-- DATASET RECORDS follows --

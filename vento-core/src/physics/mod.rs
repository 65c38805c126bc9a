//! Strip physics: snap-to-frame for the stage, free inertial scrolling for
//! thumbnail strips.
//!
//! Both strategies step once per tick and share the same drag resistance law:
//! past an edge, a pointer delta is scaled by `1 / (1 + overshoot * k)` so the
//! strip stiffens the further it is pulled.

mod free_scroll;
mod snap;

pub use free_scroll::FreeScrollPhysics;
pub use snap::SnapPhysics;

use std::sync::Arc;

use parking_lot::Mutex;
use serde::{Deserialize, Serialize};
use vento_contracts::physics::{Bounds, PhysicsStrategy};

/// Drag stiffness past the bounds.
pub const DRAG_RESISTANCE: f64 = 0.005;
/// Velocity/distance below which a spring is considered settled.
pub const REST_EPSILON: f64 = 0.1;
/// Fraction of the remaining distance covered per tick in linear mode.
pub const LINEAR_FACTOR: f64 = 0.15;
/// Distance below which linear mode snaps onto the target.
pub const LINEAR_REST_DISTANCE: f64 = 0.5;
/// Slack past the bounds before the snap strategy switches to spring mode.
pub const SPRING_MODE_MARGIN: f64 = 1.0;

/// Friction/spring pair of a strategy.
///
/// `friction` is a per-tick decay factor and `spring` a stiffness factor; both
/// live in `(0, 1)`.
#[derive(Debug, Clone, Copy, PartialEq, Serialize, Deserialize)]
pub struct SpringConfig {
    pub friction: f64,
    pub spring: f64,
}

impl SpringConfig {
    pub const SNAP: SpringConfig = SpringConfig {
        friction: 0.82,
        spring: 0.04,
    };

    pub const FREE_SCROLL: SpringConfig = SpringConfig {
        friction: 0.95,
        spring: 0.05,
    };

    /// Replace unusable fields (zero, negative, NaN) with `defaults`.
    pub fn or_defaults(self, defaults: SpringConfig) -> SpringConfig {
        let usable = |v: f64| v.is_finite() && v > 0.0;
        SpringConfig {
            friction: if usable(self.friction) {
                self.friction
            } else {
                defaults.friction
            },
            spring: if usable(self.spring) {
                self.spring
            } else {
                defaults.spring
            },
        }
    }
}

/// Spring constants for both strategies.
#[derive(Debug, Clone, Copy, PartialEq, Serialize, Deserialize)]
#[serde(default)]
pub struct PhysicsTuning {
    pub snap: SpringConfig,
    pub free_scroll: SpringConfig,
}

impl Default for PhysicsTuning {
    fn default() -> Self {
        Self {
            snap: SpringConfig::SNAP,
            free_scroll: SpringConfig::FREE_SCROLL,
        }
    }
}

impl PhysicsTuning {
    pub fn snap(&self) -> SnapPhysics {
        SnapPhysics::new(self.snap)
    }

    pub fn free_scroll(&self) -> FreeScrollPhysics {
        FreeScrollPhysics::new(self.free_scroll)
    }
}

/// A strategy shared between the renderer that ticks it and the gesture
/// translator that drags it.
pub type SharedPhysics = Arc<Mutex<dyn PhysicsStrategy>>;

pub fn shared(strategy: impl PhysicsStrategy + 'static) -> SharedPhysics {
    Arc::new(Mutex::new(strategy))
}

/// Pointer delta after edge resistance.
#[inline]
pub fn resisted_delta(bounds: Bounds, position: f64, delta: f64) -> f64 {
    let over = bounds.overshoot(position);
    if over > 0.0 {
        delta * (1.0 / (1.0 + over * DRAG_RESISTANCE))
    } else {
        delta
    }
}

-- DATASET RECORDS concluded --

Set down each line exactly as it appears, starting at the top of the data and ending at the line containing "pub const LINEAR_FACTOR: f64 = 0.15;", and include no other lines.

filename vento-core/src/physics/mod.rs
repository 65c38805c126bc9a
//! Strip physics: snap-to-frame for the stage, free inertial scrolling for
//! thumbnail strips.
//!
//! Both strategies step once per tick and share the same drag resistance law:
//! past an edge, a pointer delta is scaled by `1 / (1 + overshoot * k)` so the
//! strip stiffens the further it is pulled.

mod free_scroll;
mod snap;

pub use free_scroll::FreeScrollPhysics;
pub use snap::SnapPhysics;

use std::sync::Arc;

use parking_lot::Mutex;
use serde::{Deserialize, Serialize};
use vento_contracts::physics::{Bounds, PhysicsStrategy};

/// Drag stiffness past the bounds.
pub const DRAG_RESISTANCE: f64 = 0.005;
/// Velocity/distance below which a spring is considered settled.
pub const REST_EPSILON: f64 = 0.1;
/// Fraction of the remaining distance covered per tick in linear mode.
pub const LINEAR_FACTOR: f64 = 0.15;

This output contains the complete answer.